Copy each line of the following material exactly.

### Material for the task

//! `codepad` -- run a source file on the remote execution service.
//!
//! Reads a source file (and optionally a stdin file), picks the language
//! from the file extension, submits the job, waits for it to finish and
//! prints the combined output. The status line goes to stderr.
//!
//! Configuration comes from the environment (see
//! [`ClientConfig::from_env`]); a `.env` file is honoured.
//!
//! | Variable   | Default                              |
//! |------------|--------------------------------------|
//! | `RUST_LOG` | `codepad_cli=info,codepad_judge=info` |

mod args;

use std::process::ExitCode;
use std::sync::Arc;

use anyhow::Context;
use clap::Parser;
use codepad_core::job::JobRequest;
use codepad_core::language::language_for_path;
use codepad_events::{EventBus, ExecutionEvent, ObserverSet, TracingObserver};
use codepad_judge::api::JudgeApi;
use codepad_judge::config::ClientConfig;
use codepad_judge::runner::Runner;
use codepad_judge::session::SessionContext;
use tokio_util::sync::CancellationToken;
use tracing_subscriber::{layer::SubscriberExt, util::SubscriberInitExt};

use args::{Cli, Command, RunArgs};

#[tokio::main]
async fn main() -> ExitCode {
    dotenvy::dotenv().ok();

    tracing_subscriber::registry()
        .with(
            tracing_subscriber::EnvFilter::try_from_default_env()
                .unwrap_or_else(|_| "codepad_cli=info,codepad_judge=info".into()),
        )
        .with(tracing_subscriber::fmt::layer().with_writer(std::io::stderr))
        .init();

    let cli = Cli::parse();

    match dispatch(cli.command).await {
        Ok(code) => code,
        Err(e) => {
            tracing::error!(error = %e, "codepad failed");
            eprintln!("error: {e:#}");
            ExitCode::FAILURE
        }
    }
}

async fn dispatch(command: Command) -> anyhow::Result<ExitCode> {
    let config = ClientConfig::from_env().context("invalid configuration")?;
    tracing::info!(
        ce_url = %config.endpoints.ce_url,
        extra_ce_url = %config.endpoints.extra_ce_url,
        max_attempts = config.poll.max_attempts,
        "Starting codepad",
    );

    let api = Arc::new(
        JudgeApi::new(config.endpoints.clone(), config.request_timeout)
            .context("failed to build HTTP client")?,
    );
    let session = Arc::new(SessionContext::new());

    match command {
        Command::Languages => {
            let catalog = session
                .load_catalog(api.as_ref())
                .await
                .context("failed to load the language catalog")?;
            for option in catalog {
                println!("{:>4}  {:<8}  {}", option.id, option.flavor.as_str(), option.name);
            }
            Ok(ExitCode::SUCCESS)
        }
        Command::Run(run) => {
            let bus = Arc::new(EventBus::default());
            let progress = tokio::spawn(show_progress(bus.subscribe()));
            let observers = ObserverSet::new()
                .with(Arc::new(TracingObserver))
                .with(bus);

            let runner = Runner::new(api, session, Arc::new(observers), config.poll);
            let code = run_file(&runner, run).await;

            // Dropping the runner closes the bus and ends the progress task.
            drop(runner);
            progress.await.ok();
            code
        }
    }
}

async fn run_file(runner: &Runner, run: RunArgs) -> anyhow::Result<ExitCode> {
    let source = tokio::fs::read_to_string(&run.source)
        .await
        .with_context(|| format!("failed to read {}", run.source.display()))?;
    let stdin = match &run.stdin {
        Some(path) => tokio::fs::read_to_string(path)
            .await
            .with_context(|| format!("failed to read {}", path.display()))?,
        None => String::new(),
    };

    let language = run
        .language()
        .unwrap_or_else(|| language_for_path(&run.source));
    let request = JobRequest::new(language.flavor, language.language_id, source)
        .with_stdin(stdin)
        .with_compiler_options(run.compiler_options)
        .with_command_line_arguments(run.arguments);

    let cancel = CancellationToken::new();
    tokio::spawn({
        let cancel = cancel.clone();
        async move {
            if tokio::signal::ctrl_c().await.is_ok() {
                tracing::info!("Interrupted, cancelling");
                cancel.cancel();
            }
        }
    });

    match runner.run_with_cancel(&request, &cancel).await {
        Ok(report) => {
            if !report.output.is_empty() {
                println!("{}", report.output);
            }
            eprintln!("{}", report.status_line);
            Ok(if report.result.status.id == codepad_core::status::STATUS_ACCEPTED {
                ExitCode::SUCCESS
            } else {
                ExitCode::FAILURE
            })
        }
        Err(failure) => {
            match &failure.report {
                Some(report) => {
                    eprintln!("{}", report.title);
                    if !report.details.is_empty() {
                        eprintln!("{}", report.details);
                    }
                }
                None => eprintln!("{}", failure.error),
            }
            Ok(ExitCode::FAILURE)
        }
    }
}

/// Print the status of a job while it is still queued or running.
async fn show_progress(mut events: tokio::sync::broadcast::Receiver<ExecutionEvent>) {
    use tokio::sync::broadcast::error::RecvError;

    loop {
        match events.recv().await {
            Ok(ExecutionEvent::StatusUpdate { status, .. }) => {
                eprintln!("{}...", status.description);
            }
            Ok(_) => {}
            Err(RecvError::Lagged(skipped)) => {
                tracing::debug!(skipped, "Progress display lagged");
            }
            Err(RecvError::Closed) => break,
        }
    }
}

######

# Reply to the exercise
//! `codepad` -- run a source file on the remote execution service.
//!
//! Reads a source file (and optionally a stdin file), picks the language
//! from the file extension, submits the job, waits for it to finish and
//! prints the combined output. The status line goes to stderr.
//!
//! Configuration comes from the environment (see
//! [`ClientConfig::from_env`]); a `.env` file is honoured.
//!
//! | Variable   | Default                              |
//! |------------|--------------------------------------|
//! | `RUST_LOG` | `codepad_cli=info,codepad_judge=info` |

mod args;

use std::process::ExitCode;
use std::sync::Arc;

use anyhow::Context;
use clap::Parser;
use codepad_core::job::JobRequest;
use codepad_core::language::language_for_path;
use codepad_events::{EventBus, ExecutionEvent, ObserverSet, TracingObserver};
use codepad_judge::api::JudgeApi;
use codepad_judge::config::ClientConfig;
use codepad_judge::runner::Runner;
use codepad_judge::session::SessionContext;
use tokio_util::sync::CancellationToken;
use tracing_subscriber::{layer::SubscriberExt, util::SubscriberInitExt};

use args::{Cli, Command, RunArgs};

#[tokio::main]
async fn main() -> ExitCode {
    dotenvy::dotenv().ok();

    tracing_subscriber::registry()
        .with(
            tracing_subscriber::EnvFilter::try_from_default_env()
                .unwrap_or_else(|_| "codepad_cli=info,codepad_judge=info".into()),
        )
        .with(tracing_subscriber::fmt::layer().with_writer(std::io::stderr))
        .init();

    let cli = Cli::parse();

    match dispatch(cli.command).await {
        Ok(code) => code,
        Err(e) => {
            tracing::error!(error = %e, "codepad failed");
            eprintln!("error: {e:#}");
            ExitCode::FAILURE
        }
    }
}

async fn dispatch(command: Command) -> anyhow::Result<ExitCode> {
    let config = ClientConfig::from_env().context("invalid configuration")?;
    tracing::info!(
        ce_url = %config.endpoints.ce_url,
        extra_ce_url = %config.endpoints.extra_ce_url,
        max_attempts = config.poll.max_attempts,
        "Starting codepad",
    );

    let api = Arc::new(
        JudgeApi::new(config.endpoints.clone(), config.request_timeout)
            .context("failed to build HTTP client")?,
    );
    let session = Arc::new(SessionContext::new());

    match command {
        Command::Languages => {
            let catalog = session
                .load_catalog(api.as_ref())
                .await
                .context("failed to load the language catalog")?;
            for option in catalog {
                println!("{:>4}  {:<8}  {}", option.id, option.flavor.as_str(), option.name);
            }
            Ok(ExitCode::SUCCESS)
        }
        Command::Run(run) => {
            let bus = Arc::new(EventBus::default());
            let progress = tokio::spawn(show_progress(bus.subscribe()));
            let observers = ObserverSet::new()
                .with(Arc::new(TracingObserver))
                .with(bus);

            let runner = Runner::new(api, session, Arc::new(observers), config.poll);
            let code = run_file(&runner, run).await;

            // Dropping the runner closes the bus and ends the progress task.
            drop(runner);
            progress.await.ok();
            code
        }
    }
}

async fn run_file(runner: &Runner, run: RunArgs) -> anyhow::Result<ExitCode> {
    let source = tokio::fs::read_to_string(&run.source)
        .await
        .with_context(|| format!("failed to read {}", run.source.display()))?;
    let stdin = match &run.stdin {
        Some(path) => tokio::fs::read_to_string(path)
            .await
            .with_context(|| format!("failed to read {}", path.display()))?,
        None => String::new(),
    };

    let language = run
        .language()
        .unwrap_or_else(|| language_for_path(&run.source));
    let request = JobRequest::new(language.flavor, language.language_id, source)
        .with_stdin(stdin)
        .with_compiler_options(run.compiler_options)
        .with_command_line_arguments(run.arguments);

    let cancel = CancellationToken::new();
    tokio::spawn({
        let cancel = cancel.clone();
        async move {
            if tokio::signal::ctrl_c().await.is_ok() {
                tracing::info!("Interrupted, cancelling");
                cancel.cancel();
            }
        }
    });

    match runner.run_with_cancel(&request, &cancel).await {
        Ok(report) => {
            if !report.output.is_empty() {
                println!("{}", report.output);
            }
            eprintln!("{}", report.status_line);
            Ok(if report.result.status.id == codepad_core::status::STATUS_ACCEPTED {
                ExitCode::SUCCESS
            } else {
                ExitCode::FAILURE
            })
        }
        Err(failure) => {
            match &failure.report {
                Some(report) => {
                    eprintln!("{}", report.title);
                    if !report.details.is_empty() {
                        eprintln!("{}", report.details);
                    }
                }
                None => eprintln!("{}", failure.error),
            }
            Ok(ExitCode::FAILURE)
        }
    }
}

/// Print the status of a job while it is still queued or running.
async fn show_progress(mut events: tokio::sync::broadcast::Receiver<ExecutionEvent>) {
    use tokio::sync::broadcast::error::RecvError;

    loop {
        match events.recv().await {
            Ok(ExecutionEvent::StatusUpdate { status, .. }) => {
                eprintln!("{}...", status.description);
            }
            Ok(_) => {}
            Err(RecvError::Lagged(skipped)) => {
                tracing::debug!(skipped, "Progress display lagged");
            }
            Err(RecvError::Closed) => break,
        }
    }
}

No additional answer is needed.